Мастерские радости для них придумала, открыла и руководила ими Сара.

Она даже как‑то согласовала их работу с городскими властями или с Музеем, это было неслыханно.

В Мастерских радости дегенераты делали метлы, а потом ходили с ними по городу и по маршрутам Музея, этим они даже зарабатывали какие‑то деньги.

Со временем у них, несомненно, появится и гордость, говорила Сара.
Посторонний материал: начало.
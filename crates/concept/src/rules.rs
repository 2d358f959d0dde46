use std::collections::HashSet;
use std::path::Path;

use lnu_protocol::{parse_document, Candidate, DATA_SCHEMA_VERSION};
use serde::Deserialize;

use crate::error::{ConceptError, Result};

const BUILTIN_RULES: &str = include_str!("../../../data/concept_rules.json");

#[derive(Debug, Deserialize)]
#[serde(deny_unknown_fields)]
struct RawRuleTable {
    #[serde(default)]
    schema_version: Option<u32>,
    #[serde(default)]
    name: Option<String>,
    #[serde(default)]
    rules: Vec<ConceptRule>,
}

/// One row of the synthesis table.
#[derive(Debug, Clone, PartialEq, Eq, Deserialize)]
#[serde(deny_unknown_fields)]
pub struct ConceptRule {
    pub id: String,
    /// Lowercase substrings; an empty list marks the fallback rule.
    #[serde(default, alias = "triggerKeywords", alias = "trigger_keywords")]
    pub triggers: Vec<String>,
    pub candidate: Candidate,
}

impl ConceptRule {
    #[must_use]
    pub fn is_fallback(&self) -> bool {
        self.triggers.is_empty()
    }

    /// First trigger contained in already-lowercased text. Substring
    /// containment only: "cold" also fires inside "scolding".
    #[must_use]
    pub fn matched_keyword(&self, normalized: &str) -> Option<&str> {
        self.triggers
            .iter()
            .map(String::as_str)
            .find(|keyword| normalized.contains(keyword))
    }
}

/// Ordered rule table ending in exactly one fallback rule.
#[derive(Debug, Clone)]
pub struct RuleTable {
    name: String,
    rules: Vec<ConceptRule>,
}

impl RuleTable {
    /// The seed rules compiled into the binary.
    #[must_use]
    pub fn bundled() -> Self {
        Self::from_bytes("bundled", BUILTIN_RULES.as_bytes())
            .expect("bundled concept rules must parse")
    }

    pub fn from_file(path: &Path) -> Result<Self> {
        let bytes = std::fs::read(path).map_err(|source| ConceptError::Io {
            path: path.to_path_buf(),
            source,
        })?;
        let fallback_name = path
            .file_stem()
            .and_then(|stem| stem.to_str())
            .unwrap_or("rules");
        Self::from_bytes(fallback_name, &bytes)
    }

    pub fn from_bytes(name: &str, bytes: &[u8]) -> Result<Self> {
        let raw: RawRuleTable = parse_document(bytes).map_err(|err| ConceptError::Parse {
            name: name.to_string(),
            message: format!("{err:#}"),
        })?;

        if let Some(version) = raw.schema_version {
            if version != DATA_SCHEMA_VERSION {
                return Err(ConceptError::UnsupportedSchema(version));
            }
        }

        let name = raw
            .name
            .filter(|n| !n.trim().is_empty())
            .unwrap_or_else(|| name.to_string());
        Self::from_rules(name, raw.rules)
    }

    /// Validates and normalizes rules: triggers are lowercased, the last
    /// rule must be the only fallback.
    pub fn from_rules(name: impl Into<String>, mut rules: Vec<ConceptRule>) -> Result<Self> {
        let Some(last) = rules.len().checked_sub(1) else {
            return Err(ConceptError::MissingFallback);
        };

        let mut ids = HashSet::new();
        for (index, rule) in rules.iter_mut().enumerate() {
            let invalid = |reason: String| ConceptError::InvalidRule { index, reason };

            rule.id = rule.id.trim().to_string();
            if rule.id.is_empty() {
                return Err(invalid("id must not be empty".to_string()));
            }
            if !ids.insert(rule.id.clone()) {
                return Err(invalid(format!("duplicate id '{}'", rule.id)));
            }

            for keyword in &mut rule.triggers {
                *keyword = keyword.trim().to_lowercase();
                if keyword.is_empty() {
                    return Err(invalid(format!("rule '{}' has a blank trigger", rule.id)));
                }
            }

            if rule.candidate.word.trim().is_empty() {
                return Err(invalid(format!("rule '{}' has a blank candidate word", rule.id)));
            }

            if rule.is_fallback() && index != last {
                return Err(invalid(format!(
                    "rule '{}' has no triggers but is not last; it would shadow every later rule",
                    rule.id
                )));
            }
        }

        if !rules[last].is_fallback() {
            return Err(ConceptError::MissingFallback);
        }

        Ok(Self {
            name: name.into(),
            rules,
        })
    }

    #[must_use]
    pub fn name(&self) -> &str {
        &self.name
    }

    #[must_use]
    pub fn rules(&self) -> &[ConceptRule] {
        &self.rules
    }

    #[must_use]
    pub fn len(&self) -> usize {
        self.rules.len()
    }

    /// Always false: a validated table holds at least the fallback rule.
    #[must_use]
    pub fn is_empty(&self) -> bool {
        self.rules.is_empty()
    }

    #[must_use]
    pub fn fallback(&self) -> &ConceptRule {
        // from_rules guarantees a non-empty table ending in the fallback.
        &self.rules[self.rules.len() - 1]
    }
}

#[cfg(test)]
mod tests {
    use super::*;
    use lnu_protocol::Caution;
    use std::io::Write;

    fn rule(id: &str, triggers: &[&str], word: &str) -> ConceptRule {
        ConceptRule {
            id: id.to_string(),
            triggers: triggers.iter().map(|t| t.to_string()).collect(),
            candidate: Candidate {
                word: word.to_string(),
                breakdown: Vec::new(),
                explanation: String::new(),
                caution: Caution::new("Check with Elders.").expect("caution"),
            },
        }
    }

    #[test]
    fn bundled_table_ends_with_fallback() {
        let table = RuleTable::bundled();
        assert!(table.len() >= 2);
        assert!(table.fallback().is_fallback());
        assert!(table.rules()[..table.len() - 1]
            .iter()
            .all(|r| !r.is_fallback()));
    }

    #[test]
    fn triggers_are_lowercased_at_load() {
        let table = RuleTable::from_rules(
            "test",
            vec![rule("a", &["  Fridge "], "x"), rule("fallback", &[], "y")],
        )
        .expect("table");
        assert_eq!(table.rules()[0].triggers, vec!["fridge".to_string()]);
    }

    #[test]
    fn empty_table_has_no_fallback() {
        let err = RuleTable::from_rules("test", Vec::new()).expect_err("empty");
        assert!(matches!(err, ConceptError::MissingFallback));
    }

    #[test]
    fn last_rule_must_be_fallback() {
        let err = RuleTable::from_rules("test", vec![rule("a", &["cold"], "x")])
            .expect_err("no fallback");
        assert!(matches!(err, ConceptError::MissingFallback));
    }

    #[test]
    fn fallback_before_the_end_is_rejected() {
        let err = RuleTable::from_rules(
            "test",
            vec![rule("early", &[], "x"), rule("fallback", &[], "y")],
        )
        .expect_err("shadowing fallback");
        assert!(matches!(err, ConceptError::InvalidRule { index: 0, .. }));
    }

    #[test]
    fn blank_triggers_and_duplicate_ids_are_rejected() {
        let err = RuleTable::from_rules(
            "test",
            vec![rule("a", &["cold", "  "], "x"), rule("fallback", &[], "y")],
        )
        .expect_err("blank trigger");
        assert!(matches!(err, ConceptError::InvalidRule { index: 0, .. }));

        let err = RuleTable::from_rules(
            "test",
            vec![rule("a", &["cold"], "x"), rule("a", &[], "y")],
        )
        .expect_err("duplicate id");
        assert!(matches!(err, ConceptError::InvalidRule { index: 1, .. }));
    }

    #[test]
    fn candidate_without_caution_fails_to_parse() {
        let raw = br#"{
            "schema_version": 1,
            "rules": [
                {"id": "fallback", "triggers": [], "candidate": {"word": "x", "caution": " "}}
            ]
        }"#;
        let err = RuleTable::from_bytes("bad", raw).expect_err("blank caution");
        assert!(matches!(err, ConceptError::Parse { .. }));
    }

    #[test]
    fn loads_toml_rules_from_file() {
        let mut file = tempfile::Builder::new()
            .suffix(".toml")
            .tempfile()
            .expect("tempfile");
        write!(
            file,
            r#"
schema_version = 1
name = "toml-rules"

[[rules]]
id = "cold"
triggers = ["COLD"]

[rules.candidate]
word = "tke'kewe'kn"
caution = "Prototype only."

[[rules]]
id = "fallback"

[rules.candidate]
word = "apoqnmatimkewey-a'tikn"
caution = "Generic placeholder."
"#
        )
        .expect("write");

        let table = RuleTable::from_file(file.path()).expect("table");
        assert_eq!(table.name(), "toml-rules");
        assert_eq!(table.rules()[0].matched_keyword("so cold"), Some("cold"));
        assert!(table.fallback().is_fallback());
    }

    #[test]
    fn missing_schema_version_reads_as_current() {
        let raw = br#"{"rules": [{"id": "fallback", "candidate": {"word": "x", "caution": "c"}}]}"#;
        let table = RuleTable::from_bytes("unversioned", raw).expect("table");
        assert_eq!(table.name(), "unversioned");
        assert!(table.fallback().is_fallback());
    }

    #[test]
    fn rejects_unknown_schema_version() {
        let err = RuleTable::from_bytes("v9", br#"{"schema_version": 9, "rules": []}"#)
            .expect_err("schema");
        assert!(matches!(err, ConceptError::UnsupportedSchema(9)));
    }
}
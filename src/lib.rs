pub mod application;
pub mod config;
pub mod domain;
pub mod error;
pub mod infrastructure;
pub mod interfaces;

pub use application::provider::Provider;
pub use domain::envelope::{Destination, Envelope, Params, Payload};
pub use domain::plugin::{Next, Plugin, PluginEntry};
pub use error::{PayError, Result};
use crate::domain::plugin::Plugin;
use crate::domain::ports::{Component, Resolver};
use crate::domain::shortcut::Shortcut;
use std::collections::HashMap;
use std::sync::Arc;

/// Identifier → component table, filled once at start-up.
///
/// Plugins and shortcuts share one namespace, so an identifier registered
/// as a plugin is not a valid shortcut and vice versa.
#[derive(Default, Clone)]
pub struct StaticRegistry {
    components: HashMap<String, Component>,
}

impl StaticRegistry {
    pub fn new() -> Self {
        Self::default()
    }

    pub fn register_plugin<P: Plugin + 'static>(
        &mut self,
        id: impl Into<String>,
        plugin: P,
    ) -> &mut Self {
        self.components
            .insert(id.into(), Component::Plugin(Arc::new(plugin)));
        self
    }

    pub fn register_shortcut<S: Shortcut + 'static>(
        &mut self,
        id: impl Into<String>,
        shortcut: S,
    ) -> &mut Self {
        self.components
            .insert(id.into(), Component::Shortcut(Arc::new(shortcut)));
        self
    }

    pub fn contains(&self, id: &str) -> bool {
        self.components.contains_key(id)
    }

    pub fn len(&self) -> usize {
        self.components.len()
    }

    pub fn is_empty(&self) -> bool {
        self.components.is_empty()
    }
}

impl Resolver for StaticRegistry {
    fn resolve(&self, id: &str) -> Option<Component> {
        self.components.get(id).cloned()
    }
}
//! Application layer orchestrating gateway calls.
//!
//! `Provider` is the entry point: it resolves shortcuts, validates plugin
//! lists, and drives the `Pipeline` whose terminal action is the dispatch
//! gate (`Provider::ignite`).

pub mod pipeline;
pub mod provider;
На Каминека она обиды не затаила и как ни в чем не бывало фотографировалась в новехонькой майке на открытии Мастерской радости, сооруженной по ее инициативе рядом с майко‑киосками неподалеку от пахучей гетто‑пиццы. Для первой мастерской хватило камышового навеса от солнца, под ним прямо на земле сидели дегенераты в лоскутьях старой военной формы, трениках, фуфайках, в том, что они украли или выпросили, и делали метлы, которые быстро разваливались, поэтому в работе недостатка не было; эти заросшие, покрытые шрамами и струпьями трудяги почтительно кивали Лебо, когда он шел мимо, молча пялились на студенток, особенно на Сару, а меня в упор не замечали, и я их тоже.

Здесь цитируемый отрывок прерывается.